Brazil Forest Imagery Dataset (G-BFID v1.0)

Introduction

In support of the Brazilian government's efforts to implement the Brazil Forest Code and protect forests on private lands, Google has produced two basemaps derived from SPOT satellite observations: a Visual Basemap and an Analytic Basemap (G-BFID v1.0).

These mosaicked image products establish a baseline for July 22, 2008, a critical date under the Brazil Forest Code for identifying "consolidated areas"—regions with pre-existing human occupation or agricultural use. Derived from the SPOT satellite archive, these mosaic datasets provide a higher-resolution alternative to the 30-meter Landsat data traditionally used to establish this baseline.

To synthesize thousands of SPOT images into unified basemaps, the imagery underwent a processing routine consisting of:

Edge refinement to remove compression artifacts.
Radiometric normalization against a Landsat baseline.
Cloud masking (conservative, manual).
Misregistration correction (coregistration to a Landsat composite).

For the final compositing, a deterministic mosaic method was employed rather than statistical reduction. Pixels were layered according to spatial resolution and satellite mission chronology, with priority given to observations from newer satellites. This layering hierarchy was combined with nearest neighbor resampling to establish strict data provenance. Consequently, every pixel in the final basemap retained its discrete origin and remained directly traceable to a specific source observation and its metadata.

Visual and Analytic Basemaps of Brazil — **Figure 1.** Full-extent representation of the G-BFID v1.0 Visual Basemap in pseudo-natural color (left) and the Analytic Basemap displayed as a near-infrared false-color (right).

Source data

Satellite and sensor specifications

The G-BFID v1.0 basemaps are derived from SPOT (Satellite pour l’Observation de la Terre) image data. The SPOT missions, operated by CNES and distributed by Airbus, provide high-resolution optical imagery with a 60 km swath. This project utilizes an archive of imagery from three specific satellites to establish the 2008 baseline:

SPOT 2 & 4: Equipped with the HRV/HRVIR sensors, providing multispectral data at 20-meter resolution and panchromatic data at 10-meter resolution.
SPOT 5: Equipped with the HRG sensor, offering significantly improved spatial resolution with multispectral data at 10-meter resolution and panchromatic data at 5-meter resolution.

	SPOT 2	SPOT 4	SPOT 5
Multispectral	20 m	20 m	10 m
Panchromatic	10 m	10 m	5 m
Spectral Bands	Green, Red, NIR	Green, Red, NIR, SWIR	Green, Red, NIR, SWIR

Table 1. Technical specifications for SPOT 2, 4, and 5 missions.

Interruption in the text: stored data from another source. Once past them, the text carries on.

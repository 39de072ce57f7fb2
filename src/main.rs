use clap::Parser;
use fuzzy_rank::cli::{Cli, run};

fn main() -> anyhow::Result<()> {
    let cli = Cli::parse();
    fuzzy_rank::logging::init(cli.verbose);

    let stdin = std::io::stdin().lock();
    let mut stdout = std::io::stdout().lock();
    run(&cli, stdin, &mut stdout).inspect_err(|e| {
        tracing::error!("fuzzy-rank failed: {:#}", e);
    })
}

Note: Airbus produces a "supermode" panchromatic product that can be used to pan–sharpen SPOT 5 images to 2.5-meter resolution. The availability of these data are very limited for the specifications of this project and were not included.

Input Earth Engine collections

Three distinct SPOT data products were ingested and processed to generate the final basemaps. These collections span the period from January 9, 2007, to November 26, 2009, providing the necessary temporal depth to overcome cloud cover constraints while maintaining a high-resolution baseline.

Scene selection

To support forest protection efforts on private lands registered in the Rural Environmental Registry (CAR), geographic coverage was prioritized for the Amazon biome and the five "Arc of Deforestation" states: Maranhão, Mato Grosso, Pará, Rondônia, and Tocantins.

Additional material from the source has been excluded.